═════ Data for this exercise ═════

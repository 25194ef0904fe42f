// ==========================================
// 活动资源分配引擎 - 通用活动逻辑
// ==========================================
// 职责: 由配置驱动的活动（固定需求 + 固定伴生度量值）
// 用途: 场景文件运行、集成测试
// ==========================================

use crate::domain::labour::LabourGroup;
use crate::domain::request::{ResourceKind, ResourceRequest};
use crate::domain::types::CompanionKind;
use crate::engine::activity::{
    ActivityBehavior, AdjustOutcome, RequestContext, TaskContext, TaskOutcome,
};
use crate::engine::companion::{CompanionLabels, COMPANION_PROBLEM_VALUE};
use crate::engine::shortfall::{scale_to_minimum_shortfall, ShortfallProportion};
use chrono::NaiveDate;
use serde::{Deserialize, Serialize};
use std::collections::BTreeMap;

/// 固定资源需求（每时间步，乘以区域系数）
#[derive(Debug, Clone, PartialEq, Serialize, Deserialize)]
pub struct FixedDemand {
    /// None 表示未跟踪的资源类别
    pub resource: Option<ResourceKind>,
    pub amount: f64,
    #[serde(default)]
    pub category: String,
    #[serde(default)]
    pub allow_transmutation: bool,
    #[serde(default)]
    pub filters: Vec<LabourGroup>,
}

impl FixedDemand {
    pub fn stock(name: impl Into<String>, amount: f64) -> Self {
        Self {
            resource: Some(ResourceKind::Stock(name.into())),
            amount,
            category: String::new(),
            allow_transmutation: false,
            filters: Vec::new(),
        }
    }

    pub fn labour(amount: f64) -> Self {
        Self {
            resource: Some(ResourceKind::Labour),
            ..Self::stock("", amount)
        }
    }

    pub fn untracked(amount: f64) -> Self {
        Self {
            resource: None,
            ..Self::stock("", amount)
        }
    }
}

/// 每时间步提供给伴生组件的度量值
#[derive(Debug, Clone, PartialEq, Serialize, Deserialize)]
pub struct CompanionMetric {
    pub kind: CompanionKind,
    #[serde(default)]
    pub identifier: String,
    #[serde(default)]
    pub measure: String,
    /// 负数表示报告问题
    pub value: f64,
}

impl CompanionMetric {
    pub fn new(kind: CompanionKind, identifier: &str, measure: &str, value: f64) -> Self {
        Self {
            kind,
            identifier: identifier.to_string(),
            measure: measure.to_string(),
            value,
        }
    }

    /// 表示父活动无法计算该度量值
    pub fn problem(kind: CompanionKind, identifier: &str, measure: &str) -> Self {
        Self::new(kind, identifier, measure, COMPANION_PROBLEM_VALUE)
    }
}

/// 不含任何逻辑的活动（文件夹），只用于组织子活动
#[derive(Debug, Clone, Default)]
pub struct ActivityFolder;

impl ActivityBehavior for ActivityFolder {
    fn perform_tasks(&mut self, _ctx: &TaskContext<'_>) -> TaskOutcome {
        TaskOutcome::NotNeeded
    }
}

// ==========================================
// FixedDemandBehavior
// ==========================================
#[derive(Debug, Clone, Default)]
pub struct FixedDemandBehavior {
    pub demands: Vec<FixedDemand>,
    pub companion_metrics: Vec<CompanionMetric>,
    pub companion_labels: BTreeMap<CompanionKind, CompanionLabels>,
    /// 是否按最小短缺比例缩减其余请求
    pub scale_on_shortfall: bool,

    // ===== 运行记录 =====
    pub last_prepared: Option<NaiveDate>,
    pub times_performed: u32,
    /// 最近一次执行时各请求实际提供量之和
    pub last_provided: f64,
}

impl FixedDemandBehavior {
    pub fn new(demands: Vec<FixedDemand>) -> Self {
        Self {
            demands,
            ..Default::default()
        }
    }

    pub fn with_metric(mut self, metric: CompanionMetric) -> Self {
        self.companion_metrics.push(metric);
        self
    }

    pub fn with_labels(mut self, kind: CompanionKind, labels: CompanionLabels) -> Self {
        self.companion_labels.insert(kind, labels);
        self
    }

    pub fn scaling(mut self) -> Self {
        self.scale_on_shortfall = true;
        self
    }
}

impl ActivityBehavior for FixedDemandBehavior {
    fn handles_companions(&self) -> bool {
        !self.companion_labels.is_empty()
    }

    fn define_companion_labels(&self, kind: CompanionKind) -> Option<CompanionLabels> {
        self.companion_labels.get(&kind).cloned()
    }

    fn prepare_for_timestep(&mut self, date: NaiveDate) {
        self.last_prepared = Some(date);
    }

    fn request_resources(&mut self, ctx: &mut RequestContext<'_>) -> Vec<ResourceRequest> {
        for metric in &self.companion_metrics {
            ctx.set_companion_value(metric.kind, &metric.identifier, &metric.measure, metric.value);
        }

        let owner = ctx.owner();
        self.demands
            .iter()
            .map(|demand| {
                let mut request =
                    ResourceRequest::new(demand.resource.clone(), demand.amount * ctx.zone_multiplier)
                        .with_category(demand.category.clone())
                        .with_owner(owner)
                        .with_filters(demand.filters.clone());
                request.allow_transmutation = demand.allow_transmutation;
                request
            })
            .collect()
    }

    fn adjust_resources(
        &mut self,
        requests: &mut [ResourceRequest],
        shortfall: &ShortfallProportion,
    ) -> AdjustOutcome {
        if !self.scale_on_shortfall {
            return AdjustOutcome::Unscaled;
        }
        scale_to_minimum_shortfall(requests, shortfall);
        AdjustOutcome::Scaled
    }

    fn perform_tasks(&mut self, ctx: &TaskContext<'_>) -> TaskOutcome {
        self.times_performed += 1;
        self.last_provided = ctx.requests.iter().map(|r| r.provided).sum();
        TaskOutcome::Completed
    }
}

═════
═════ Data for this exercise ═════

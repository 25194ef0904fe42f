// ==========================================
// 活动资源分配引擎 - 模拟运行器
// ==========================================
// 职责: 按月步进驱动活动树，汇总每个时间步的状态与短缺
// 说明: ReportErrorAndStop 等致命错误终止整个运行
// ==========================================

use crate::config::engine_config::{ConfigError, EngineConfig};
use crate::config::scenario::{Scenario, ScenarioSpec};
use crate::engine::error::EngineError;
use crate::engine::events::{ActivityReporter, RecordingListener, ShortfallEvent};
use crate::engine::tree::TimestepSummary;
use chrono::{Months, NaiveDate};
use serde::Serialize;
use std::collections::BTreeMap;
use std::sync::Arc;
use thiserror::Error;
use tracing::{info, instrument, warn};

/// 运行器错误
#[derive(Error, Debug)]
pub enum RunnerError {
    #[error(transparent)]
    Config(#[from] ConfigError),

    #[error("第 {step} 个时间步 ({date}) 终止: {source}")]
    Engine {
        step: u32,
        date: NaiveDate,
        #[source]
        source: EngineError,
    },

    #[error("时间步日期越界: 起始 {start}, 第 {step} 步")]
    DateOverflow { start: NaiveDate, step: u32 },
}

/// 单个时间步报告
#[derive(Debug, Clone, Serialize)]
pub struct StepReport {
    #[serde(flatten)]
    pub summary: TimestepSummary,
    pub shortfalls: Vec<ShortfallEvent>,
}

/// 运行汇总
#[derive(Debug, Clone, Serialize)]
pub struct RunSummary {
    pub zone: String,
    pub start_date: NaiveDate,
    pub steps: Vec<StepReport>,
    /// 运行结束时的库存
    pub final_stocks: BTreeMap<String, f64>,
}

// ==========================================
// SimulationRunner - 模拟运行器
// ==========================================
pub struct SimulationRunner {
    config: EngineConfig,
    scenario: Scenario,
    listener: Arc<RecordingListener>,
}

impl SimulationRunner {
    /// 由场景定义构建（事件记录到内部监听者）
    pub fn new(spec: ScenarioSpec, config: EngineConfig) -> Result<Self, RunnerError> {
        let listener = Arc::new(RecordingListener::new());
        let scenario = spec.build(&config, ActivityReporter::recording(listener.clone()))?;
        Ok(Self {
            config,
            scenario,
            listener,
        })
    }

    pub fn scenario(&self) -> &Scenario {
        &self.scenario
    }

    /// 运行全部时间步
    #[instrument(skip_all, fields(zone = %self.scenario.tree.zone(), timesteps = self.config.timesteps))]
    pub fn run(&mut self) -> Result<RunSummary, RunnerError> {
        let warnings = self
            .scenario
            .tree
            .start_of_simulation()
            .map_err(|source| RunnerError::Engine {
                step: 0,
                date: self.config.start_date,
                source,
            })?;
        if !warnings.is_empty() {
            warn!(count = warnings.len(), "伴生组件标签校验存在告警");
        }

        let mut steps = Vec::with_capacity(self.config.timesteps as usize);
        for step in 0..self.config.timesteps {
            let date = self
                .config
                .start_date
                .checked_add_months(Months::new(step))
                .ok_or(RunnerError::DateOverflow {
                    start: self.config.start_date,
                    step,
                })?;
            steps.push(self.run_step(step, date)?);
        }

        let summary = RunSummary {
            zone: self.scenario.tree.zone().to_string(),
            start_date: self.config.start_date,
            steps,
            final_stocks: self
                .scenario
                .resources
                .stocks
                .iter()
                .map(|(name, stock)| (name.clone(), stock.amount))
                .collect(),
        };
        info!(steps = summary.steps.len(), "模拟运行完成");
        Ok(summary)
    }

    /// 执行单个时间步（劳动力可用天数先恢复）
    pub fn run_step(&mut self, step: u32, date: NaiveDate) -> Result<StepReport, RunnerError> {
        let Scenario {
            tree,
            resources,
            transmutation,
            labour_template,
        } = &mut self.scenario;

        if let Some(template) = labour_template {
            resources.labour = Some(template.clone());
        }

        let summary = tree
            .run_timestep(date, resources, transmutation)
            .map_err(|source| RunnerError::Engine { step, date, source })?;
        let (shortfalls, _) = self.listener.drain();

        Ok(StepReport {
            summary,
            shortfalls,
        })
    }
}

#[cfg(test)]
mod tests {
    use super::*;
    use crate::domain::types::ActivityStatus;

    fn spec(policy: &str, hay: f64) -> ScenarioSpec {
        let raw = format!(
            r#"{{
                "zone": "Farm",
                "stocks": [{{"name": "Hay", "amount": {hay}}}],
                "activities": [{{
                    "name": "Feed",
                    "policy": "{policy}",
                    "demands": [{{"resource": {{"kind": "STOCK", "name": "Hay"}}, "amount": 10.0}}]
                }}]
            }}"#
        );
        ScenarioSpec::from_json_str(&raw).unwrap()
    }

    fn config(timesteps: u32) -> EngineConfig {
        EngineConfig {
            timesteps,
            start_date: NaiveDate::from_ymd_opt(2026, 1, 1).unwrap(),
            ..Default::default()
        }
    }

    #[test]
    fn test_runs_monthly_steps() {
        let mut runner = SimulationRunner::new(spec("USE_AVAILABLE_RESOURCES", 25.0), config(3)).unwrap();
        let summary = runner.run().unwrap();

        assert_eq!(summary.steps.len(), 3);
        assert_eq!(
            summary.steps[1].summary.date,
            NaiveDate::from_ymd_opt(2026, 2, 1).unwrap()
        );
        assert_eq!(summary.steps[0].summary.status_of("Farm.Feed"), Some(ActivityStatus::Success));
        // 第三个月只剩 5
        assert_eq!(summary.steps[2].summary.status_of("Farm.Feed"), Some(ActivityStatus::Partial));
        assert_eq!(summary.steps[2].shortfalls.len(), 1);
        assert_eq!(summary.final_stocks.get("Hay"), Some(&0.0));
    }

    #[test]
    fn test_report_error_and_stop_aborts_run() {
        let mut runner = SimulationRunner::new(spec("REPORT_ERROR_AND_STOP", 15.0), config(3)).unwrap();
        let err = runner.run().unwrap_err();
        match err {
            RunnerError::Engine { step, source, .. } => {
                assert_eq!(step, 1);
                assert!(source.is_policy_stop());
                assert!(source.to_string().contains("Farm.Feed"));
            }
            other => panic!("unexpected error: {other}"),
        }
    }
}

═════
═════ Data for this exercise ═════

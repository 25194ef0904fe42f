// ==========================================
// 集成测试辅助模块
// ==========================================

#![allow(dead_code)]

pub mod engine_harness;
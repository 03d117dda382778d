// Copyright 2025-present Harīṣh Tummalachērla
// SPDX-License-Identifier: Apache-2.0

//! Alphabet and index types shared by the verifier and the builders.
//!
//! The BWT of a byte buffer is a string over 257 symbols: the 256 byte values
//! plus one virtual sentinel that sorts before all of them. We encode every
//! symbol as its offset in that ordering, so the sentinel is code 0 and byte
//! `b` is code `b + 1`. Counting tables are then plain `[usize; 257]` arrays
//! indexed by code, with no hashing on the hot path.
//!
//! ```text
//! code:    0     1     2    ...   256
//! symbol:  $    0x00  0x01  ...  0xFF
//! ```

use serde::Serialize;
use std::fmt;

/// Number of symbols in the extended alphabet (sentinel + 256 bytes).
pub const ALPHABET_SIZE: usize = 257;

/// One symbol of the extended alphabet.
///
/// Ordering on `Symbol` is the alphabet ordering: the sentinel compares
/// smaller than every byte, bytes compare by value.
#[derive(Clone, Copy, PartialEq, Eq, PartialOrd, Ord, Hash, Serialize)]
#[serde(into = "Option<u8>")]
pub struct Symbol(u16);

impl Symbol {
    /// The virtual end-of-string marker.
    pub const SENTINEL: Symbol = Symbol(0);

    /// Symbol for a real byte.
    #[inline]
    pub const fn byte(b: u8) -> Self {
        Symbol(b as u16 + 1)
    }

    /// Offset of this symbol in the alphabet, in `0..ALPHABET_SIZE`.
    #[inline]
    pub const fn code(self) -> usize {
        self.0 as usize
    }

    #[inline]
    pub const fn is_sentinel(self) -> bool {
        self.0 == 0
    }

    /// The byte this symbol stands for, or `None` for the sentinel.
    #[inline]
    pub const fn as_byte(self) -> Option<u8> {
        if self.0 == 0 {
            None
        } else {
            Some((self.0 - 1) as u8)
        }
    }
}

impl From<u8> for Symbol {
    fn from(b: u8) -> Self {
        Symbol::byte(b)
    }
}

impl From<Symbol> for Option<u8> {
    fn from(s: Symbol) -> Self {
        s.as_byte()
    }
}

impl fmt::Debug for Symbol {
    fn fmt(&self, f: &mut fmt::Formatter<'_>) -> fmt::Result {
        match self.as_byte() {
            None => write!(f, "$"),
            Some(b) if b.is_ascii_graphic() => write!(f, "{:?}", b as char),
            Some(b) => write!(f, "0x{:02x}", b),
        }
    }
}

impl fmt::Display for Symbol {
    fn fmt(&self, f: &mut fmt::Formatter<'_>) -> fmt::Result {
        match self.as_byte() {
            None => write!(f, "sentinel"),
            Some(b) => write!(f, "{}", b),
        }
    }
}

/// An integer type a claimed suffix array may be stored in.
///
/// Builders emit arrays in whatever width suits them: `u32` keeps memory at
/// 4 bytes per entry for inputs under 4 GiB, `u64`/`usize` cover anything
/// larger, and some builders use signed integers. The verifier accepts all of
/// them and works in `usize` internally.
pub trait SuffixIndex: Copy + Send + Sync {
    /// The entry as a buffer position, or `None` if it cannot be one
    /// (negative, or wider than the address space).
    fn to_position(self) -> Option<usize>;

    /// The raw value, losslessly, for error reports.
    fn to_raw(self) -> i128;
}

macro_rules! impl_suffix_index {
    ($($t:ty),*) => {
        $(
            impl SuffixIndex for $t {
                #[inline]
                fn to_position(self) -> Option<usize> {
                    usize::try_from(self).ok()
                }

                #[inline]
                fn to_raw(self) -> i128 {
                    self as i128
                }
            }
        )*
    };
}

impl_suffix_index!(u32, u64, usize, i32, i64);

═════

**Problem to solve:** Every line above that carries the string "模拟运行器" should be copied.

**Response to this task:**
// 活动资源分配引擎 - 模拟运行器
// SimulationRunner - 模拟运行器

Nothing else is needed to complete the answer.